Siebzig »Mikroromane« auf etwas mehr als 250 Seiten präsentiert Christoph Ransmayr in seinem neuesten Buch mit dem zunächst leicht irritierenden Titel Egal wohin, Baby. Natürlich ist die Kategorie Mikroroman ein Widerspruch in sich, denn ein Text von drei oder fünf Seiten ist kein Roman. Aber Erzählungen im klassischen Sinn sind es auch nicht. Nach je einem Foto erfolgt der Text, der wiederum Ort und Gegenstand der Abbildung erläutert. Manchmal kommt es fast zum Erzählen, häufiger jedoch ist es ein Aufflackern einer Situation.

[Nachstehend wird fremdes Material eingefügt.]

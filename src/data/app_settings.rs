use crate::calc::civil_time::parse_timezone;
use crate::data::persistence::Persistable;
use anyhow::Result;
use chrono_tz::Tz;
use serde::{Deserialize, Serialize};

pub const DEFAULT_TIMEZONE: &str = "Europe/London";

#[derive(Serialize, Deserialize, Debug, Clone, PartialEq)]
#[serde(default)]
pub struct AppSettings {
    /// Used when an event's venue is unknown or has no usable timezone.
    pub default_timezone: String,
    /// `tracing` filter directive; `RUST_LOG` takes precedence.
    pub log_filter: String,
}

impl Default for AppSettings {
    fn default() -> Self {
        AppSettings {
            default_timezone: DEFAULT_TIMEZONE.to_string(),
            log_filter: "info".to_string(),
        }
    }
}

/// Wrapper that reads the `settings` key from config.yaml.
#[derive(Serialize, Deserialize, Default, Debug)]
struct SettingsWrapper {
    #[serde(default)]
    settings: AppSettings,
}

impl Persistable for SettingsWrapper {
    fn filename() -> &'static str {
        "config.yaml"
    }
    fn is_json() -> bool {
        false
    }
}

impl AppSettings {
    pub fn load() -> Result<Self> {
        Ok(SettingsWrapper::load()?.settings)
    }

    pub fn load_from(dir: &std::path::Path) -> Result<Self> {
        Ok(SettingsWrapper::load_from(dir)?.settings)
    }

    pub fn save_to(&self, dir: &std::path::Path) -> Result<()> {
        let wrapper = SettingsWrapper {
            settings: self.clone(),
        };
        wrapper.save_to(dir)
    }

    /// Resolves `default_timezone`, falling back to Europe/London.
    pub fn timezone(&self) -> Tz {
        parse_timezone(&self.default_timezone).unwrap_or_else(|err| {
            tracing::warn!(%err, "falling back to {DEFAULT_TIMEZONE}");
            chrono_tz::Europe::London
        })
    }

    /// Timezone of the venue if it parses, otherwise the default.
    pub fn timezone_for(&self, venue_tz: Option<&str>) -> Tz {
        venue_tz
            .and_then(|name| parse_timezone(name).ok())
            .unwrap_or_else(|| self.timezone())
    }
}
use crate::calc::civil_time::{to_civil_date, to_civil_time};
use crate::data::event::ScheduleItem;
use chrono_tz::Tz;

/// One schedule row as the user edits it: civil strings, not instants.
#[derive(Clone, Debug, Default, PartialEq, Eq)]
pub struct ScheduleEntry {
    pub date: String,
    pub time: String,
    pub description: String,
}

impl ScheduleEntry {
    pub fn from_item(item: &ScheduleItem, tz: Tz) -> Self {
        let (date, time) = match item.date {
            Some(at) => (to_civil_date(at, tz), to_civil_time(at, tz)),
            None => (String::new(), String::new()),
        };
        ScheduleEntry {
            date,
            time,
            description: item.description.clone(),
        }
    }

    /// Date and description both present. Display-only; incomplete rows are
    /// still submitted.
    pub fn is_complete(&self) -> bool {
        !self.date.trim().is_empty() && !self.description.trim().is_empty()
    }

    pub fn field(&self, field: ScheduleField) -> &str {
        match field {
            ScheduleField::Date => &self.date,
            ScheduleField::Time => &self.time,
            ScheduleField::Description => &self.description,
        }
    }
}

#[derive(Clone, Copy, Debug, PartialEq, Eq)]
pub enum ScheduleField {
    Date,
    Time,
    Description,
}

impl ScheduleField {
    pub const ALL: [ScheduleField; 3] = [
        ScheduleField::Date,
        ScheduleField::Time,
        ScheduleField::Description,
    ];

    pub fn label(self) -> &'static str {
        match self {
            ScheduleField::Date => "Date",
            ScheduleField::Time => "Time",
            ScheduleField::Description => "Description",
        }
    }

    pub fn next(self) -> Option<ScheduleField> {
        match self {
            ScheduleField::Date => Some(ScheduleField::Time),
            ScheduleField::Time => Some(ScheduleField::Description),
            ScheduleField::Description => None,
        }
    }
}

/// The flat schedule list. Append, remove and edit in place; no reordering.
#[derive(Clone, Debug, Default)]
pub struct ScheduleEditor {
    entries: Vec<ScheduleEntry>,
}

impl ScheduleEditor {
    pub fn new() -> Self {
        Self::default()
    }

    pub fn from_items(items: &[ScheduleItem], tz: Tz) -> Self {
        ScheduleEditor {
            entries: items.iter().map(|i| ScheduleEntry::from_item(i, tz)).collect(),
        }
    }

    pub fn entries(&self) -> &[ScheduleEntry] {
        &self.entries
    }

    pub fn len(&self) -> usize {
        self.entries.len()
    }

    pub fn is_empty(&self) -> bool {
        self.entries.is_empty()
    }

    pub fn get(&self, i: usize) -> Option<&ScheduleEntry> {
        self.entries.get(i)
    }

    /// Appends an empty row and returns its index.
    pub fn add(&mut self) -> usize {
        self.entries.push(ScheduleEntry::default());
        tracing::debug!(index = self.entries.len() - 1, "schedule row added");
        self.entries.len() - 1
    }

    pub fn remove(&mut self, i: usize) -> bool {
        if i >= self.entries.len() {
            return false;
        }
        self.entries.remove(i);
        tracing::debug!(index = i, "schedule row removed");
        true
    }

    pub fn set_field(&mut self, i: usize, field: ScheduleField, value: &str) -> bool {
        let Some(entry) = self.entries.get_mut(i) else {
            return false;
        };
        let slot = match field {
            ScheduleField::Date => &mut entry.date,
            ScheduleField::Time => &mut entry.time,
            ScheduleField::Description => &mut entry.description,
        };
        *slot = value.to_string();
        true
    }

    pub fn incomplete_rows(&self) -> Vec<usize> {
        self.entries
            .iter()
            .enumerate()
            .filter(|(_, e)| !e.is_complete())
            .map(|(i, _)| i)
            .collect()
    }
}

#[cfg(test)]
mod tests {
    use super::*;
    use chrono::{DateTime, Utc};

    fn at(s: &str) -> DateTime<Utc> {
        DateTime::parse_from_rfc3339(s).unwrap().with_timezone(&Utc)
    }

    #[test]
    fn test_add_appends_blank_row() {
        let mut schedule = ScheduleEditor::new();
        assert_eq!(schedule.add(), 0);
        assert_eq!(schedule.add(), 1);
        assert_eq!(schedule.len(), 2);
        assert_eq!(schedule.get(1), Some(&ScheduleEntry::default()));
    }

    #[test]
    fn test_remove_deletes_only_that_row() {
        let mut schedule = ScheduleEditor::new();
        for desc in ["Rehearsal", "Robing", "Service"] {
            let i = schedule.add();
            schedule.set_field(i, ScheduleField::Description, desc);
        }
        assert!(schedule.remove(1));
        let descs: Vec<_> = schedule.entries().iter().map(|e| e.description.as_str()).collect();
        assert_eq!(descs, vec!["Rehearsal", "Service"]);
    }

    #[test]
    fn test_out_of_range_is_noop() {
        let mut schedule = ScheduleEditor::new();
        assert!(!schedule.remove(0));
        assert!(!schedule.set_field(3, ScheduleField::Date, "2025-06-01"));
        assert!(schedule.is_empty());
    }

    #[test]
    fn test_incomplete_rows_flagged() {
        let mut schedule = ScheduleEditor::new();
        let a = schedule.add();
        schedule.set_field(a, ScheduleField::Date, "2025-06-01");
        schedule.set_field(a, ScheduleField::Description, "Rehearsal");
        let b = schedule.add();
        schedule.set_field(b, ScheduleField::Description, "Tea");
        let c = schedule.add();
        schedule.set_field(c, ScheduleField::Date, "2025-06-01");
        schedule.set_field(c, ScheduleField::Description, "   ");

        assert_eq!(schedule.incomplete_rows(), vec![b, c]);
    }

    #[test]
    fn test_from_items_uses_civil_strings() {
        let items = vec![
            ScheduleItem {
                date: Some(at("2025-06-01T13:30:00Z")),
                description: "Rehearsal".to_string(),
            },
            ScheduleItem {
                date: Some(at("2025-06-01T23:00:00Z")),
                description: "Day marker".to_string(),
            },
            ScheduleItem {
                date: None,
                description: "TBC".to_string(),
            },
        ];
        let schedule = ScheduleEditor::from_items(&items, chrono_tz::Europe::London);

        assert_eq!(schedule.get(0).unwrap().date, "2025-06-01");
        assert_eq!(schedule.get(0).unwrap().time, "14:30");
        // Local midnight carries no time of day.
        assert_eq!(schedule.get(1).unwrap().date, "2025-06-02");
        assert_eq!(schedule.get(1).unwrap().time, "");
        assert_eq!(schedule.get(2).unwrap().date, "");
    }

    #[test]
    fn test_field_order() {
        assert_eq!(ScheduleField::Date.next(), Some(ScheduleField::Time));
        assert_eq!(ScheduleField::Description.next(), None);
    }
}
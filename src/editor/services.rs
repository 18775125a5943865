//! The service → music item hierarchy.
//!
//! Every structural change goes through `ServiceEditor`, which updates the
//! sequence and the matching `ViewState` in the same call so callers never
//! observe the two out of step. All operations are total: an out-of-range
//! index or a move past either end changes nothing and returns false.

use super::view_state::{CellRef, ViewState};
use crate::data::event::{MusicItem, MusicList};
use std::time::Instant;

#[derive(Clone, Debug, Default, PartialEq, Eq)]
pub struct ServiceCategory {
    pub name: String,
    pub items: Vec<MusicItem>,
}

impl ServiceCategory {
    /// An unnamed service holding one blank item, ready to type into.
    pub fn blank() -> Self {
        ServiceCategory {
            name: String::new(),
            items: vec![MusicItem::default()],
        }
    }

    /// Unnamed services are dropped by the server, so warn once anything in
    /// them is worth keeping.
    pub fn needs_name(&self) -> bool {
        self.name.trim().is_empty() && self.items.iter().any(MusicItem::has_title)
    }
}

#[derive(Clone, Copy, Debug, PartialEq, Eq)]
pub enum ItemField {
    Title,
    Composer,
    Type,
}

impl ItemField {
    pub const ALL: [ItemField; 3] = [ItemField::Title, ItemField::Composer, ItemField::Type];

    pub fn label(self) -> &'static str {
        match self {
            ItemField::Title => "Title",
            ItemField::Composer => "Composer",
            ItemField::Type => "Type",
        }
    }

    pub fn next(self) -> ItemField {
        match self {
            ItemField::Title => ItemField::Composer,
            ItemField::Composer => ItemField::Type,
            ItemField::Type => ItemField::Title,
        }
    }

    pub fn read(self, item: &MusicItem) -> &str {
        match self {
            ItemField::Title => &item.title,
            ItemField::Composer => &item.composer,
            ItemField::Type => &item.kind,
        }
    }
}

#[derive(Clone, Debug, Default)]
pub struct ServiceEditor {
    categories: Vec<ServiceCategory>,
    view: ViewState,
}

impl ServiceEditor {
    pub fn new() -> Self {
        Self::default()
    }

    /// Builds the editor from a stored music list. The first service starts
    /// open.
    pub fn from_music_list(list: &MusicList) -> Self {
        let categories: Vec<ServiceCategory> = list
            .iter()
            .map(|(name, items)| ServiceCategory {
                name: name.clone(),
                items: items.clone(),
            })
            .collect();
        let mut view = ViewState::default();
        if !categories.is_empty() {
            view.set_service_expanded(0, true);
            view.set_category_expanded(0, true);
        }
        ServiceEditor { categories, view }
    }

    pub fn categories(&self) -> &[ServiceCategory] {
        &self.categories
    }

    pub fn get(&self, idx: usize) -> Option<&ServiceCategory> {
        self.categories.get(idx)
    }

    pub fn item(&self, cell: CellRef) -> Option<&MusicItem> {
        self.categories.get(cell.category)?.items.get(cell.item)
    }

    pub fn len(&self) -> usize {
        self.categories.len()
    }

    pub fn is_empty(&self) -> bool {
        self.categories.is_empty()
    }

    pub fn view(&self) -> &ViewState {
        &self.view
    }

    /// Appends a blank service and opens its first item for editing.
    pub fn add_category(&mut self) -> usize {
        self.categories.push(ServiceCategory::blank());
        let idx = self.categories.len() - 1;
        self.view.set_service_expanded(idx, true);
        self.view.set_category_expanded(idx, true);
        self.view.set_editing(Some(CellRef::new(idx, 0)));
        tracing::debug!(index = idx, "service added");
        idx
    }

    pub fn remove_category(&mut self, idx: usize) -> bool {
        if idx >= self.categories.len() {
            return false;
        }
        self.categories.remove(idx);
        self.view.category_removed(idx);
        tracing::debug!(index = idx, "service removed");
        true
    }

    pub fn move_category_up(&mut self, idx: usize, now: Instant) -> bool {
        if idx == 0 || idx >= self.categories.len() {
            return false;
        }
        self.swap_categories(idx, idx - 1, now);
        true
    }

    pub fn move_category_down(&mut self, idx: usize, now: Instant) -> bool {
        if idx + 1 >= self.categories.len() {
            return false;
        }
        self.swap_categories(idx, idx + 1, now);
        true
    }

    fn swap_categories(&mut self, from: usize, to: usize, now: Instant) {
        self.categories.swap(from, to);
        self.view.categories_swapped(from, to);
        self.view.start_focus(to, now);
        tracing::debug!(from, to, "service moved");
    }

    pub fn rename_category(&mut self, idx: usize, name: &str) -> bool {
        match self.categories.get_mut(idx) {
            Some(category) => {
                category.name = name.to_string();
                true
            }
            None => false,
        }
    }

    /// Appends a blank item to a service and opens it for editing. Returns
    /// the new item's index.
    pub fn add_item(&mut self, category: usize) -> Option<usize> {
        let items = &mut self.categories.get_mut(category)?.items;
        items.push(MusicItem::default());
        let item = items.len() - 1;
        self.view.set_category_expanded(category, true);
        self.view.set_editing(Some(CellRef::new(category, item)));
        tracing::debug!(category, item, "music item added");
        Some(item)
    }

    pub fn remove_item(&mut self, category: usize, item: usize) -> bool {
        let Some(items) = self.categories.get_mut(category).map(|c| &mut c.items) else {
            return false;
        };
        if item >= items.len() {
            return false;
        }
        items.remove(item);
        self.view.item_removed(category, item);
        tracing::debug!(category, item, "music item removed");
        true
    }

    pub fn set_item_field(&mut self, cell: CellRef, field: ItemField, value: &str) -> bool {
        let Some(item) = self
            .categories
            .get_mut(cell.category)
            .and_then(|c| c.items.get_mut(cell.item))
        else {
            return false;
        };
        let slot = match field {
            ItemField::Title => &mut item.title,
            ItemField::Composer => &mut item.composer,
            ItemField::Type => &mut item.kind,
        };
        *slot = value.to_string();
        true
    }

    /// Moves the editing cursor to `cell`, closing whichever cell was open,
    /// and makes sure the full item list is showing.
    pub fn set_editing_cell(&mut self, cell: CellRef) -> bool {
        if self.item(cell).is_none() {
            return false;
        }
        self.view.set_editing(Some(cell));
        self.view.set_category_expanded(cell.category, true);
        true
    }

    pub fn clear_editing_cell(&mut self) {
        self.view.set_editing(None);
    }

    pub fn toggle_typeahead(&mut self, cell: CellRef, open: bool) -> bool {
        if self.item(cell).is_none() {
            return false;
        }
        self.view.set_typeahead(cell, open);
        true
    }

    pub fn toggle_service_expanded(&mut self, idx: usize) -> bool {
        if idx >= self.categories.len() {
            return false;
        }
        self.view.toggle_service_expanded(idx);
        true
    }

    pub fn toggle_category_expanded(&mut self, idx: usize) -> bool {
        if idx >= self.categories.len() {
            return false;
        }
        self.view.toggle_category_expanded(idx);
        true
    }

    /// Shows a service's full item editor in one step.
    pub fn open_service(&mut self, idx: usize) -> bool {
        if idx >= self.categories.len() {
            return false;
        }
        self.view.set_service_expanded(idx, true);
        self.view.set_category_expanded(idx, true);
        true
    }

    pub fn expire_focus(&mut self, now: Instant) -> bool {
        self.view.expire_focus(now)
    }
}
use crate::calc::civil_time::{to_civil_date, to_civil_time};
use crate::data::{AppSettings, Event, EventData, Persistable, Venue, VenueData};
use anyhow::{Context, Result};
use chrono_tz::Tz;

pub fn run(slug: &str) -> Result<()> {
    let settings = AppSettings::load()?;
    let event_data = EventData::load()?;
    let venue_data = VenueData::load()?;
    let event = event_data
        .find(slug)
        .with_context(|| format!("no event with slug '{slug}'"))?;
    let venue = venue_data.find(&event.venue_id);
    let tz = settings.timezone_for(venue.map(|v| v.timezone.as_str()));
    write_event(event, venue, tz, &mut std::io::stdout())
}

pub(crate) fn write_event<W: std::io::Write>(
    event: &Event,
    venue: Option<&Venue>,
    tz: Tz,
    out: &mut W,
) -> Result<()> {
    writeln!(out, "{}", event.title)?;
    if !event.subtitle.is_empty() {
        writeln!(out, "{}", event.subtitle)?;
    }
    writeln!(out, "---")?;
    writeln!(
        out,
        "  Dates:  {} to {}",
        to_civil_date(event.date, tz),
        to_civil_date(event.end_date, tz)
    )?;
    let venue_name = venue.map_or(event.venue_id.as_str(), |v| v.name.as_str());
    writeln!(out, "  Venue:  {venue_name} ({tz})")?;
    writeln!(out, "  Slug:   {}", event.slug)?;
    if !event.description.is_empty() {
        writeln!(out, "  {}", event.description)?;
    }

    writeln!(out, "Schedule")?;
    writeln!(out, "---")?;
    for item in &event.schedule {
        let (date, time) = match item.date {
            Some(at) => (to_civil_date(at, tz), to_civil_time(at, tz)),
            None => ("(no date)".to_string(), String::new()),
        };
        writeln!(out, "  {:<12} {:<6} {}", date, time, item.description)?;
    }

    writeln!(out, "Music")?;
    writeln!(out, "---")?;
    for (service, items) in &event.music_list {
        writeln!(out, "  {service}")?;
        for (i, item) in items.iter().enumerate() {
            writeln!(out, "    {}. {}", i + 1, item.display_line())?;
        }
    }
    Ok(())
}

#[cfg(test)]
mod tests {
    use super::*;
    use crate::data::{MusicItem, MusicList, ScheduleItem};
    use chrono::{DateTime, Utc};

    fn at(s: &str) -> DateTime<Utc> {
        DateTime::parse_from_rfc3339(s).unwrap().with_timezone(&Utc)
    }

    fn event() -> Event {
        let mut music_list = MusicList::new();
        music_list.insert(
            "Evensong".to_string(),
            vec![
                MusicItem::new("Magnificat in G", "Stanford", "Magnificat"),
                MusicItem::new("", "", ""),
            ],
        );
        Event {
            id: "1".to_string(),
            title: "Choral Evensong".to_string(),
            subtitle: String::new(),
            date: at("2025-06-14T23:00:00Z"),
            end_date: at("2025-06-14T23:00:00Z"),
            venue_id: "kings".to_string(),
            slug: "evensong".to_string(),
            description: String::new(),
            schedule: vec![
                ScheduleItem {
                    date: Some(at("2025-06-15T13:30:00Z")),
                    description: "Rehearsal".to_string(),
                },
                ScheduleItem {
                    date: None,
                    description: "Tea".to_string(),
                },
            ],
            music_list,
        }
    }

    fn render(venue: Option<&Venue>) -> String {
        let mut buf = Vec::new();
        write_event(&event(), venue, chrono_tz::Europe::London, &mut buf).unwrap();
        String::from_utf8(buf).unwrap()
    }

    #[test]
    fn test_write_event_local_times() {
        let out = render(None);
        assert!(out.contains("Dates:  2025-06-15 to 2025-06-15"));
        assert!(out.contains("14:30"));
        assert!(out.contains("(no date)"));
        assert!(out.contains("Tea"));
    }

    #[test]
    fn test_write_event_music_lines() {
        let out = render(None);
        assert!(out.contains("1. Magnificat in G by Stanford (Magnificat)"));
        assert!(out.contains("2. Untitled"));
    }

    #[test]
    fn test_write_event_venue_name() {
        let venue = Venue::new("kings", "King's College Chapel", "Europe/London");
        assert!(render(Some(&venue)).contains("Venue:  King's College Chapel (Europe/London)"));
        assert!(render(None).contains("Venue:  kings"));
    }
}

Zu Beginn jedoch eine Distanzierung: Hier erzähle kein Ich, kein Ransmayr, sondern wir sehen, erleben einen gewissen Lorcan, einen Namen »aus einem bislang nur aus Kritzeleien bestehenden, noch ungeschriebenen Roman, der den Titel tragen soll Swan oder Der Puls der Sterne und von der Entdeckung der wahren Größe des Universums handeln soll.«
Viele Orte und Erinnerungen dürfte Ransmayr-Lesern beispielsweise aus dem Atlas eines ängstlichen Mannes oder der Erzählungssammlung Als ich noch unsterblich war bekannt vorkommen und bisweilen wirken die hier konstruierten Mikroromane wie geraffte Wiedergaben der ausführlicheren Texte. Man sieht ihn unter anderem in der Arktis des Franz-Josef-Landes auf russischen Eisbrechern, in der Azteken-Metropole Tenochtitlán, beim indischen Sternenfest Tanabata, im oberösterreichischen Toten Gebirge, in der algerischen Erg-Oase auf dem Weg nach Timbuktu oder auf einer Nilfahrt. Er besucht die Robinson-Crusoe‑, Oster- und Pitcairn-Inseln, rätselt über die merkwürdigen Kugelgebilde auf der Champ-Insel, bewundert die subtropische Vielfalt des Gartens des Castlehaven House, bereist Handlungsorte der Illias und Odyssee und entwickelt am Grab Homers seine eigene Theorie über den Ursprung der beiden Epen. Seltener gibt es Ergänzungen zu den langen Texten, wie etwa über diese Buntstiftzeichnung von Emily Christian von den Pitcairn-Inseln, die Lorcan vom Kapitän des Schiffes geschenkt wurde, der ihn auf die Insel brachte. Emily war »ein siebenjähriges Mädchen und Nachfahrin des Steuermannsmaats und Anführers der Meuterer Fletcher Christian« und malte Pferde, obwohl sie noch nie welche gesehen hatte.